Instructions for the task:
Each of the records below must be reproduced exactly.

Supplied data:
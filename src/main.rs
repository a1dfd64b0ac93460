use std::time::{Duration, Instant};

use intersection_sim::{FileSource, SimResult, Simulation, SimulationConfig};

const FRAME_RATE: u32 = 60;

fn main() {
    env_logger::Builder::from_env(env_logger::Env::default().default_filter_or("info")).init();

    let mut args = std::env::args().skip(1);
    let Some(path) = args.next() else {
        eprintln!("usage: intersection-sim <arrivals-file> [seconds] [config.json]");
        std::process::exit(2);
    };
    let seconds = args
        .next()
        .and_then(|arg| arg.parse::<f64>().ok())
        .unwrap_or(60.0);
    let config_path = args.next();

    if let Err(e) = run(&path, seconds, config_path.as_deref()) {
        log::error!("{}", e);
        std::process::exit(1);
    }
}

fn run(path: &str, seconds: f64, config_path: Option<&str>) -> SimResult<()> {
    let config = load_config(config_path)?;
    let mut sim = Simulation::new(config)?;
    let mut source = FileSource::new(path);
    let frame = Duration::from_secs(1) / FRAME_RATE;
    let dt = frame.as_secs_f64();

    log::info!("reading arrivals from {}", path);
    while sim.time() < seconds {
        let start = Instant::now();
        sim.tick(dt, &mut source);
        sim.take_events();

        if sim.frame() % FRAME_RATE as usize == 0 {
            let state = sim.controller().state();
            log::info!(
                "t={:.0}s vehicles={} green={:?} override={} queues={:?}",
                sim.time(),
                sim.iter_vehicles().count(),
                state.active_approach,
                state.override_active,
                intersection_sim::Approach::ALL.map(|a| sim.queue(a).len()),
            );
        }
        if let Some(rest) = frame.checked_sub(start.elapsed()) {
            std::thread::sleep(rest);
        }
    }
    Ok(())
}

#[cfg(feature = "serde")]
fn load_config(path: Option<&str>) -> SimResult<SimulationConfig> {
    match path {
        Some(path) => SimulationConfig::from_json(&std::fs::read_to_string(path)?),
        None => Ok(SimulationConfig::default()),
    }
}

#[cfg(not(feature = "serde"))]
fn load_config(path: Option<&str>) -> SimResult<SimulationConfig> {
    if path.is_some() {
        log::warn!("built without the serde feature, ignoring the config file");
    }
    Ok(SimulationConfig::default())
}
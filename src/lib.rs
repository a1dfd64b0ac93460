pub use arrival::{ArrivalRecord, ArrivalSource, ChannelSource, FileSource};
pub use cgmath;
pub use config::SimulationConfig;
pub use error::{SimError, SimResult};
pub use event::{EventKind, SimEvent};
pub use geometry::{Approach, LaneRole, Layout, Point2d, Vector2d};
pub use pool::VehiclePool;
pub use queue::{LaneQueue, LaneQueues};
pub use router::{Transition, TransitionRouter};
pub use saturation::SaturationMonitor;
pub use signal::{ControllerState, IntersectionController, PhaseChange};
pub use simulation::Simulation;
use slotmap::{new_key_type, SlotMap};
pub use slotmap::{Key, KeyData};
pub use snapshot::{Snapshot, VehicleView};
pub use util::Interval;
pub use vehicle::following::CarFollowingModel;
pub use vehicle::Vehicle;

mod arrival;
mod config;
mod error;
mod event;
mod geometry;
mod pool;
mod queue;
mod router;
mod saturation;
mod signal;
mod simulation;
mod snapshot;
mod util;
mod vehicle;

new_key_type! {
    /// Unique ID of a [Vehicle].
    pub struct VehicleId;
}

type VehicleSet = SlotMap<VehicleId, Vehicle>;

Output:
filename src/main.rs
repository a1dfd64b0ac93460
use std::time::{Duration, Instant};

use intersection_sim::{FileSource, SimResult, Simulation, SimulationConfig};

const FRAME_RATE: u32 = 60;

fn main() {
    env_logger::Builder::from_env(env_logger::Env::default().default_filter_or("info")).init();

    let mut args = std::env::args().skip(1);
    let Some(path) = args.next() else {
        eprintln!("usage: intersection-sim <arrivals-file> [seconds] [config.json]");
        std::process::exit(2);
    };
    let seconds = args
        .next()
        .and_then(|arg| arg.parse::<f64>().ok())
        .unwrap_or(60.0);
    let config_path = args.next();

    if let Err(e) = run(&path, seconds, config_path.as_deref()) {
        log::error!("{}", e);
        std::process::exit(1);
    }
}

fn run(path: &str, seconds: f64, config_path: Option<&str>) -> SimResult<()> {
    let config = load_config(config_path)?;
    let mut sim = Simulation::new(config)?;
    let mut source = FileSource::new(path);
    let frame = Duration::from_secs(1) / FRAME_RATE;
    let dt = frame.as_secs_f64();

    log::info!("reading arrivals from {}", path);
    while sim.time() < seconds {
        let start = Instant::now();
        sim.tick(dt, &mut source);
        sim.take_events();

        if sim.frame() % FRAME_RATE as usize == 0 {
            let state = sim.controller().state();
            log::info!(
                "t={:.0}s vehicles={} green={:?} override={} queues={:?}",
                sim.time(),
                sim.iter_vehicles().count(),
                state.active_approach,
                state.override_active,
                intersection_sim::Approach::ALL.map(|a| sim.queue(a).len()),
            );
        }
        if let Some(rest) = frame.checked_sub(start.elapsed()) {
            std::thread::sleep(rest);
        }
    }
    Ok(())
}

#[cfg(feature = "serde")]
fn load_config(path: Option<&str>) -> SimResult<SimulationConfig> {
    match path {
        Some(path) => SimulationConfig::from_json(&std::fs::read_to_string(path)?),
        None => Ok(SimulationConfig::default()),
    }
}

#[cfg(not(feature = "serde"))]
fn load_config(path: Option<&str>) -> SimResult<SimulationConfig> {
    if path.is_some() {
        log::warn!("built without the serde feature, ignoring the config file");
    }
    Ok(SimulationConfig::default())
}
filename src/lib.rs
repository a1dfd64b0ac93460
pub use arrival::{ArrivalRecord, ArrivalSource, ChannelSource, FileSource};
pub use cgmath;
pub use config::SimulationConfig;
pub use error::{SimError, SimResult};
pub use event::{EventKind, SimEvent};
pub use geometry::{Approach, LaneRole, Layout, Point2d, Vector2d};
pub use pool::VehiclePool;
pub use queue::{LaneQueue, LaneQueues};
pub use router::{Transition, TransitionRouter};
pub use saturation::SaturationMonitor;
pub use signal::{ControllerState, IntersectionController, PhaseChange};
pub use simulation::Simulation;
use slotmap::{new_key_type, SlotMap};
pub use slotmap::{Key, KeyData};
pub use snapshot::{Snapshot, VehicleView};
pub use util::Interval;
pub use vehicle::following::CarFollowingModel;
pub use vehicle::Vehicle;

mod arrival;
mod config;
mod error;
mod event;
mod geometry;
mod pool;
mod queue;
mod router;
mod saturation;
mod signal;
mod simulation;
mod snapshot;
mod util;
mod vehicle;

new_key_type! {
    /// Unique ID of a [Vehicle].
    pub struct VehicleId;
}

type VehicleSet = SlotMap<VehicleId, Vehicle>;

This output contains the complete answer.